■ **Prompt**:
Look through the records below and give the number of lines holding the string "parsed", nothing more.

■ **Dataset records**:

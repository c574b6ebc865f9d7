//! services/api/src/adapters/blob.rs
//!
//! This module contains the blob-storage adapter, which implements the
//! `FileStorageService` port by PUT-ing raw bytes to a Vercel-Blob-style
//! HTTP store and returning the resulting public URL.

use async_trait::async_trait;
use jobdigest_core::ports::{FileStorageService, PortError, PortResult};
use serde::Deserialize;
use uuid::Uuid;

//=========================================================================================
// The Main Adapter Struct
//=========================================================================================

/// A storage adapter backed by an HTTP blob store.
#[derive(Clone)]
pub struct HttpBlobAdapter {
    http: reqwest::Client,
    store_url: String,
    token: String,
}

impl HttpBlobAdapter {
    /// Creates a new `HttpBlobAdapter`.
    pub fn new(store_url: String, token: String) -> Self {
        Self {
            http: reqwest::Client::new(),
            store_url,
            token,
        }
    }
}

/// The body the blob store returns on a successful PUT.
#[derive(Deserialize)]
struct PutBlobResponse {
    url: String,
}

#[async_trait]
impl FileStorageService for HttpBlobAdapter {
    async fn store(&self, file_name: &str, bytes: &[u8]) -> PortResult<String> {
        let url = format!("{}/{}", self.store_url.trim_end_matches('/'), file_name);
        let response = self
            .http
            .put(&url)
            .bearer_auth(&self.token)
            .header("x-content-type", "application/octet-stream")
            .body(bytes.to_vec())
            .send()
            .await
            .map_err(|e| PortError::Unexpected(format!("Blob upload failed: {}", e)))?;

        if !response.status().is_success() {
            return Err(PortError::Unexpected(format!(
                "Blob store returned status {}",
                response.status()
            )));
        }

        let parsed: PutBlobResponse = response
            .json()
            .await
            .map_err(|e| PortError::Unexpected(format!("Invalid blob store response: {}", e)))?;
        Ok(parsed.url)
    }
}

//=========================================================================================
// Blob Naming
//=========================================================================================

/// Derives a collision-free blob name from the original filename: a random
/// unique segment is inserted before the extension, which is preserved.
pub fn unique_blob_name(original_name: &str) -> String {
    let unique_id = Uuid::new_v4();
    match original_name.rsplit_once('.') {
        Some((stem, extension)) if !stem.is_empty() => {
            format!("{}_{}.{}", stem, unique_id, extension)
        }
        _ => format!("{}_{}", original_name, unique_id),
    }
}

#[cfg(test)]
mod tests {
    use super::*;

    #[test]
    fn blob_name_preserves_stem_and_extension() {
        let name = unique_blob_name("resume.pdf");
        assert!(name.starts_with("resume_"));
        assert!(name.ends_with(".pdf"));
        assert!(name.len() > "resume.pdf".len());
    }

    #[test]
    fn blob_name_without_extension_still_gets_a_unique_segment() {
        let name = unique_blob_name("README");
        assert!(name.starts_with("README_"));
        assert!(!name.contains('.'));
    }

    #[test]
    fn consecutive_names_differ() {
        assert_ne!(unique_blob_name("a.txt"), unique_blob_name("a.txt"));
    }
}
//=========================================================================================
// The Ingestion Pipeline
//=========================================================================================

/// Runs the ingestion steps for one decoded submission. Split from the axum
/// handler so the pipeline can be exercised without a live HTTP stack.
pub async fn run_ingestion(
    state: &AppState,
    user: &AuthUser,
    form: IngestForm,
) -> Result<UploadResponse, ApiFailure> {
    // 1. Normalize the caller-supplied alias, then validate membership in the
    // closed generation-type set.
    let kind = form
        .generation_type
        .as_deref()
        .and_then(GenerationType::from_alias)
        .ok_or_else(|| failure(StatusCode::BAD_REQUEST, "Invalid generation type selected."))?;

    // 2. Ownership comes from the verified token. A client-supplied userId is
    // accepted for interface compatibility but must agree with it.
    if let Some(claimed) = form.user_id.as_deref().filter(|s| !s.is_empty()) {
        let claimed = Uuid::parse_str(claimed)
            .map_err(|_| failure(StatusCode::FORBIDDEN, "Forbidden."))?;
        if claimed != user.id {
            return Err(failure(StatusCode::FORBIDDEN, "Forbidden."));
        }
    }

    // 3. Resolve the input modality.
    let (file_content, file_name, original_file_url) =
        match (form.input_type.as_deref(), form.file, form.content) {
            (Some("file"), Some(file), _) => ingest_file(state, file).await?,
            (Some("text"), _, Some(content)) if !content.is_empty() => {
                (content, "Submitted Text".to_string(), None)
            }
            (Some("url"), _, Some(content)) if !content.is_empty() => {
                (content, "Submitted URL".to_string(), None)
            }
            _ => {
                return Err(failure(
                    StatusCode::BAD_REQUEST,
                    "No file, text, or URL provided.",
                ))
            }
        };

    // 4. The extractor may legally return whitespace; reject it here.
    if file_content.trim().is_empty() {
        return Err(failure(
            StatusCode::BAD_REQUEST,
            "No text content could be extracted from the file.",
        ));
    }

    // 5. Generate the artifact.
    let generated_content = state
        .generator
        .generate(&file_content, kind)
        .await
        .map_err(|e| {
            error!("Generation failed: {:?}", e);
            port_failure(e)
        })?;

    // 6. Persist the completed record.
    let record = state
        .db
        .create_generation(NewGeneration {
            user_id: user.id,
            original_content: file_content,
            generated_content: generated_content.clone(),
            file_name,
            generation_type: kind,
            user_given_name: None,
            original_file_url,
        })
        .await
        .map_err(|e| {
            error!("Failed to persist generation: {:?}", e);
            port_failure(e)
        })?;

    Ok(UploadResponse {
        generated_content,
        message: "Content generated and saved successfully!".to_string(),
        id: record.id,
    })
}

■ **Result of this exercise**:
2